Brief von Ida Weissberger aus Waidhofen/Ybbs an das Ehepaar Waldinger
Ida Weissberger aus Waidhofen verabschiedet sich im Juli 1942 von ihren Freunden und schildert ihnen, wie erleichtert sie über die Möglichkeit ist, sich das Leben zu nehmen:
Meine lieben Freunde,
der letzte Brief, den ich von Euch erhielt, war vom Oktober 1941 mit Albertis Bildchen. Ich bekam ihn am 24. Nov. 1941, meine Antwort wurde mir einige Wochen später von der Post retourniert. Diesen meinen heutigen Brief werdet Ihr erst erhalten, wenn der Krieg vorüber ist und ich nicht mehr lebe. Trude wird ihn dann absenden. Ich schicke Euch zum Andenken das gewünschte kleine Kochbuch meines Mütterchens und die letzte Photographie von mir, sie war zwar schon vier Jahre alt, als ich Euch kennenlernte, aber damals war ich wohl noch nicht sehr verändert.
Daß es Euch und Herzkas in der neuen Heimat gutgeht, war mir ein großer Trost. Wie es den hier Zurückgebliebenen ergangen ist, werdet Ihr gewiß erfahren haben, wenn auch nur in großen Umrissen. Diese Jahre waren ein ununterbrochener nightmare. Ich bin glimpflich hinweggekommen, weil ich hier in meiner Wohnung bleiben konnte (die einzige in der Stadt) und an der Hölle in Wien nur mit dem gelben Fleck und dem Schmerz um alle Freunde in Wien teilhatte. Ich war von vorneherein entschlossen, keine Deportation in ein sogenanntes Ghetto mitzumachen und habe mit mir sonst unbekannter Hartnäckigkeit und Rücksichtslosigkeit den aussichtslos scheinenden Versuch verfolgt, mir ein genügendes Quantum Veronal zu beschaffen. Viele Monate lang habe ich vergeblich gekämpft. Als ich alle Hoffnung aufgegeben hatte und mich mit dem Gedanken vertraut machte, den Tod auf andere Weise zu finden, wenn die Zeit kommt, wo auch ich wandern soll, da erhielt ich das Gewünschte. Seither bin ich geradezu glücklich. Seit meiner Mutter Tod habe ich mich nicht so geborgen gefühlt wie jetzt. Alle Angst vor dem Kommenden, alle Misere der Gegenwart sind von mir abgefallen. Ich habe nichts mehr zu fürchten, keine Verschleppung ins Ghetto mit abschließendem Pogrom, kein hilfloses Alter mit Blindheit oder Lähmung, wenn das erstere ausbliebe (der Zustand meiner Augen und Beine hätte mir wahrscheinlich dieses Los beschieden).

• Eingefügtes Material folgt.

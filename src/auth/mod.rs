//! Authentication front end: form validation, local accounts, and the
//! signed-in session that feeds the session gate.

pub mod accounts;
pub mod validation;

pub use accounts::{AccountRecord, AccountRegistry, SessionFile};
pub use validation::{validate_sign_in, validate_sign_up, ValidationError};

Seitdem ich nun das Erlösungsmittel in Händen habe, lebe ich mein Restchen Leben so intensiv wie noch nie. Ich bin glücklich. Seit vielen Jahren habe ich Wärme, Sonne, Blütenduft und Vogelsang, Sterne und Mondschein, Gewitter und Wolken, alles, alles nicht mehr so tiefst innerlich empfunden und genossen wie jetzt. Alles Denken und herzbrechendes Mitfühlen mit dem unsagbaren Elend auf der ganzen Erde, das mich bisher mehr verstört hat als die eigenen Ängste, weise ich von mir: Ich kann nichts daran ändern, kann nicht einmal jemand einzelnem helfen, und schließlich wird man auch stumpf den sich immer mehr steigernden Greueln gegenüber.
Nun, meine lieben Freunde, lebet wohl, bleibet gesund und glücklich mit Eurem schönen lieben Kinde.